Saved data entries:
------------------------

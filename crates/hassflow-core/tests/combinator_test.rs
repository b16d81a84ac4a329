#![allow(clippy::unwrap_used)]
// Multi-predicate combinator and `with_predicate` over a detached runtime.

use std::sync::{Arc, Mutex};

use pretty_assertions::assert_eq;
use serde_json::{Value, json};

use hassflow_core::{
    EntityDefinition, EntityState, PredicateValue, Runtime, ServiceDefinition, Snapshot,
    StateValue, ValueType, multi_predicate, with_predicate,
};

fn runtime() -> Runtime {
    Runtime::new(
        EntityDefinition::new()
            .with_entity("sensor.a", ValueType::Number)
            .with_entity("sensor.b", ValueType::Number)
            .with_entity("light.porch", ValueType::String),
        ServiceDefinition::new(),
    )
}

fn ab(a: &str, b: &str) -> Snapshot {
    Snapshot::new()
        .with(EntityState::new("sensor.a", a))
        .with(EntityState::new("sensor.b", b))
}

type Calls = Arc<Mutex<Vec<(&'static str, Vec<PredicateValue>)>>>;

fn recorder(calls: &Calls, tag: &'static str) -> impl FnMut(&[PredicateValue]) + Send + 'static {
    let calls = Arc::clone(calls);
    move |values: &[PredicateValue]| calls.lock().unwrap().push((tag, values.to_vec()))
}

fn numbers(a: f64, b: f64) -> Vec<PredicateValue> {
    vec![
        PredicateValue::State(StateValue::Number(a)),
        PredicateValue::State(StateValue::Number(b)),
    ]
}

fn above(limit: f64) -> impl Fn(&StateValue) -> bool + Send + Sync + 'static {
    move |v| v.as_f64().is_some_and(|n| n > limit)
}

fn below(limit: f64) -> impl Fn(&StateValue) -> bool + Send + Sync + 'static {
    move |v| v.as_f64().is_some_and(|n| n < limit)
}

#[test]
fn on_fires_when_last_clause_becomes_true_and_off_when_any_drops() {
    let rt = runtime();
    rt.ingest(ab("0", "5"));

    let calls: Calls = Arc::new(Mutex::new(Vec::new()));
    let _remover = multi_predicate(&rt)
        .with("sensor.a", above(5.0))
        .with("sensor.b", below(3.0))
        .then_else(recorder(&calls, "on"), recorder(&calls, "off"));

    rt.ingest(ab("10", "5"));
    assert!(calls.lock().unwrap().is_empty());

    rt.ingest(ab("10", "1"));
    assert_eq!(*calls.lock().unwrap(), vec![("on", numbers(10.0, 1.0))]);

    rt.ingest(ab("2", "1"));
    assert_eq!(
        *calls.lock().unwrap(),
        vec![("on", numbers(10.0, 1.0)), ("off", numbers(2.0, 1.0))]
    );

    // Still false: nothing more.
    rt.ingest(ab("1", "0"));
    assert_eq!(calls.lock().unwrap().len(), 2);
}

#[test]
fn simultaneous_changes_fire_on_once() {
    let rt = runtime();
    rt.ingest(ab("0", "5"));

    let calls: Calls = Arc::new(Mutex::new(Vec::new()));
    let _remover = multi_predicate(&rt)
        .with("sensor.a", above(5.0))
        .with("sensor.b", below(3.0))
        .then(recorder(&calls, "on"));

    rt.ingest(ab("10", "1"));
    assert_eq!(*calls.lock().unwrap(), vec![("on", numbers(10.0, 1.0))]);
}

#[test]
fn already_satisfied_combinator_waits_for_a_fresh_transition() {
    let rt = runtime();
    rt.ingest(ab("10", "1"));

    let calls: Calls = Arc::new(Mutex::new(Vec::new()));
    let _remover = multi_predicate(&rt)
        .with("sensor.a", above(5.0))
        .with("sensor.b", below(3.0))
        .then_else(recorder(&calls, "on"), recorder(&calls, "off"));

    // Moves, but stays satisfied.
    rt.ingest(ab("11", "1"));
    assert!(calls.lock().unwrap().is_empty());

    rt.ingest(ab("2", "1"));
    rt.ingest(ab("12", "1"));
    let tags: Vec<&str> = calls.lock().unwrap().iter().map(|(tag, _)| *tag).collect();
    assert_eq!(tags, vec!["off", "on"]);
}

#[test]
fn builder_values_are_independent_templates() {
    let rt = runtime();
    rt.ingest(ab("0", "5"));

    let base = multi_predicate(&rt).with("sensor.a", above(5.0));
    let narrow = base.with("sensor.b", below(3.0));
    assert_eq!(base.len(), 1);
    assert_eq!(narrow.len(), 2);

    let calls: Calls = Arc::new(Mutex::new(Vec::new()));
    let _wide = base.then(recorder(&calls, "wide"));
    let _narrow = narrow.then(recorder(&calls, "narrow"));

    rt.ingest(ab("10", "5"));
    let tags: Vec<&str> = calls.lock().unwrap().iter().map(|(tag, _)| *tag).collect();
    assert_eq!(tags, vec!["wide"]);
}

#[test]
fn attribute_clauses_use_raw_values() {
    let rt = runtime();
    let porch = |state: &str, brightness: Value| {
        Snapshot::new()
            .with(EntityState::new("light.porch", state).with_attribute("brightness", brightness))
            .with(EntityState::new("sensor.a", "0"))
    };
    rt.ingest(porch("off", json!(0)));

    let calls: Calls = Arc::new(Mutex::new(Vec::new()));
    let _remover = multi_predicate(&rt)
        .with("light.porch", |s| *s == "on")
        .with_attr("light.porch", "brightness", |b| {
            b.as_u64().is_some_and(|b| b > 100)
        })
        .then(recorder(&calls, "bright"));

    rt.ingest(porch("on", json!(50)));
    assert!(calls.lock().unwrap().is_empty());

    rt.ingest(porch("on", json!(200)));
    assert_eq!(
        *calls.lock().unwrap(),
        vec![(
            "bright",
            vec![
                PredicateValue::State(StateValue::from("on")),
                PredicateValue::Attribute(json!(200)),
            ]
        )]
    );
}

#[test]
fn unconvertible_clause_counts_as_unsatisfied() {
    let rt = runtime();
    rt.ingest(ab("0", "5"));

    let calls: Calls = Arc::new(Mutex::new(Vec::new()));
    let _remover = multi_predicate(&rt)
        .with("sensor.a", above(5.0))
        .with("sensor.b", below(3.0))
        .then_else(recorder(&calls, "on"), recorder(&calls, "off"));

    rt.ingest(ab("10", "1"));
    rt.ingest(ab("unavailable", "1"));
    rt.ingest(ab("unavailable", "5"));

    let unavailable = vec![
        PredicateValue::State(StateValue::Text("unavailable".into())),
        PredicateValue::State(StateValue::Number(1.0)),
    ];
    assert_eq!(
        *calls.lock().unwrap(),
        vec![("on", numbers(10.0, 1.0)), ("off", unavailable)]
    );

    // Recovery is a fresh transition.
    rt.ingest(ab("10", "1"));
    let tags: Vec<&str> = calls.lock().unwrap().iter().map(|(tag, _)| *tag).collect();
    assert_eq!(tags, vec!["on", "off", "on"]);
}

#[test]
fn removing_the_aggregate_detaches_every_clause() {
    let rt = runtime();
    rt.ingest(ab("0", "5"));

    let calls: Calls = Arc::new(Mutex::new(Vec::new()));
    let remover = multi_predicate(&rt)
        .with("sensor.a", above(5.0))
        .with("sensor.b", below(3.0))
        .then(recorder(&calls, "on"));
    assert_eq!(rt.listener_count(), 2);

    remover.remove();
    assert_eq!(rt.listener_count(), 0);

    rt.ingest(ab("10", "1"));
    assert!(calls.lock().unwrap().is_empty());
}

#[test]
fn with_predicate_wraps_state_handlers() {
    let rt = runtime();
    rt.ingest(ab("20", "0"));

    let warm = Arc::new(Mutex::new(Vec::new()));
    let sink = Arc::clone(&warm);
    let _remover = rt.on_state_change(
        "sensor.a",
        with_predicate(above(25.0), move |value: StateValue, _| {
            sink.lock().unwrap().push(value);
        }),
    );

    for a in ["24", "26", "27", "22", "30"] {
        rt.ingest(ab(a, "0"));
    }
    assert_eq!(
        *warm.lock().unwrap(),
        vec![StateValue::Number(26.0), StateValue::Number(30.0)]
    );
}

------------------------

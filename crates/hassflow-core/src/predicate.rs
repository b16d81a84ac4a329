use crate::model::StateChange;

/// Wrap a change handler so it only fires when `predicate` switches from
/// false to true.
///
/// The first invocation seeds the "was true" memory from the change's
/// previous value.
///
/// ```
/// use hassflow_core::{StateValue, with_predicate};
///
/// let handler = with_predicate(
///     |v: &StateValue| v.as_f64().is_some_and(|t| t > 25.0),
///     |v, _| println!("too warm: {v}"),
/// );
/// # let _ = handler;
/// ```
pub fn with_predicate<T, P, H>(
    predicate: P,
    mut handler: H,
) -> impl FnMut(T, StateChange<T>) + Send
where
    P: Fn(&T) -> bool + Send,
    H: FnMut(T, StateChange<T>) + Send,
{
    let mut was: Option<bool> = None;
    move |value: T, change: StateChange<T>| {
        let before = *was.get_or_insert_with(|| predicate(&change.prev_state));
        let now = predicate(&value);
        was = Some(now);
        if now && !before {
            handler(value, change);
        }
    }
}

------------------------

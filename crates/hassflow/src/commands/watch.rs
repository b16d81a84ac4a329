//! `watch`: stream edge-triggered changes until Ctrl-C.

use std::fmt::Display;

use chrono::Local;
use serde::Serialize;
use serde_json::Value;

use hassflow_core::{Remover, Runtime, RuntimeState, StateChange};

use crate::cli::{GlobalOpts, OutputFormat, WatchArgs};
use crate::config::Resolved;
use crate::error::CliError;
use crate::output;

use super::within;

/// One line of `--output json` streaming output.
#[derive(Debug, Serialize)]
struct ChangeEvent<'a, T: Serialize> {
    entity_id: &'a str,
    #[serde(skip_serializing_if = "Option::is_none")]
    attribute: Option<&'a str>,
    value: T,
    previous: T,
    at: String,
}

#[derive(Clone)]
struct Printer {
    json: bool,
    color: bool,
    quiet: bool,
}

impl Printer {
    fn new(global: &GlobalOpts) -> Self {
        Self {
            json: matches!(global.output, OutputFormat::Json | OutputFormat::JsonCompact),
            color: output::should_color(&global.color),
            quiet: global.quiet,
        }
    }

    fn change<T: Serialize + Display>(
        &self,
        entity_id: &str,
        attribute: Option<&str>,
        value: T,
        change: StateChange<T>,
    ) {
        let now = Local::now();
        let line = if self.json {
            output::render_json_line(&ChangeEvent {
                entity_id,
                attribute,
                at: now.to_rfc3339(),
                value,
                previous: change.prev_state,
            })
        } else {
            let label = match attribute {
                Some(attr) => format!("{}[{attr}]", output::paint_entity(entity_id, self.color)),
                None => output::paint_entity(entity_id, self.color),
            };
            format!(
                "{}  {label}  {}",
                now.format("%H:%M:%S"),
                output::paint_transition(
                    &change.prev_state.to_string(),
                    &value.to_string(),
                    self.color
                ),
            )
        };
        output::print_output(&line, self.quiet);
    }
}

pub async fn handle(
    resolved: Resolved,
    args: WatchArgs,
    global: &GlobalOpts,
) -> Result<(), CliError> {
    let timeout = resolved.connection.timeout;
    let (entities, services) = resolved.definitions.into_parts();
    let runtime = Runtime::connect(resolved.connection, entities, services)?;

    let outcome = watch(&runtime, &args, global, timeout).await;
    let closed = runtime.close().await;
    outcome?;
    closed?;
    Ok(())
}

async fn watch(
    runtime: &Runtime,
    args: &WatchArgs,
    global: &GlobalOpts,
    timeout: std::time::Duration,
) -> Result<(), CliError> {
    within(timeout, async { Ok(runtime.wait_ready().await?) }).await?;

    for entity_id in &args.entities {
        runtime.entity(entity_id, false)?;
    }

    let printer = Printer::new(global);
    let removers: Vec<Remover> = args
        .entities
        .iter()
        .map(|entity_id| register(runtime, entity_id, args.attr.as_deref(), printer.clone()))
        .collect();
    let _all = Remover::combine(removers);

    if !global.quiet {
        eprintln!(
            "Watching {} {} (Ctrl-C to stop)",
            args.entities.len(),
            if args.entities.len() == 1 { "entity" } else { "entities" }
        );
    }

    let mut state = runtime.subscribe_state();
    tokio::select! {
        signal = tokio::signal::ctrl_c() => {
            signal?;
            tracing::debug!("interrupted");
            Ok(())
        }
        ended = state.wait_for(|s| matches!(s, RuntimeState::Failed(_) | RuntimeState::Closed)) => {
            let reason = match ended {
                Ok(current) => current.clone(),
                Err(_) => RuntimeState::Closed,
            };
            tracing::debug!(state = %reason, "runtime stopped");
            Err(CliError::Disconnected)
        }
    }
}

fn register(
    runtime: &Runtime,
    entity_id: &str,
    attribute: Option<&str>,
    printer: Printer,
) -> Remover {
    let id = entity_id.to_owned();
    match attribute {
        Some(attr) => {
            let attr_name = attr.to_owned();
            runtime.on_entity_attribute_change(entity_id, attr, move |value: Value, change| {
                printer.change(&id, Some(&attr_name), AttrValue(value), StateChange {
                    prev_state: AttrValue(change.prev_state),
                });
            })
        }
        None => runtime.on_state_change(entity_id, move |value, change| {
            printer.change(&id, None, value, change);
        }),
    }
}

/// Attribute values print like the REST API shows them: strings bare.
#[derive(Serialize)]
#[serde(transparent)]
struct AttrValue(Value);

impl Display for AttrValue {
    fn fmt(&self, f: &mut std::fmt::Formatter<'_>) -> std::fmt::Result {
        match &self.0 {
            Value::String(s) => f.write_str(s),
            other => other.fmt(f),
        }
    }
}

------------------------

Exercise: Find every line above that contains the word "wide", and return each one.

Answer area:
    let _wide = base.then(recorder(&calls, "wide"));
    assert_eq!(tags, vec!["wide"]);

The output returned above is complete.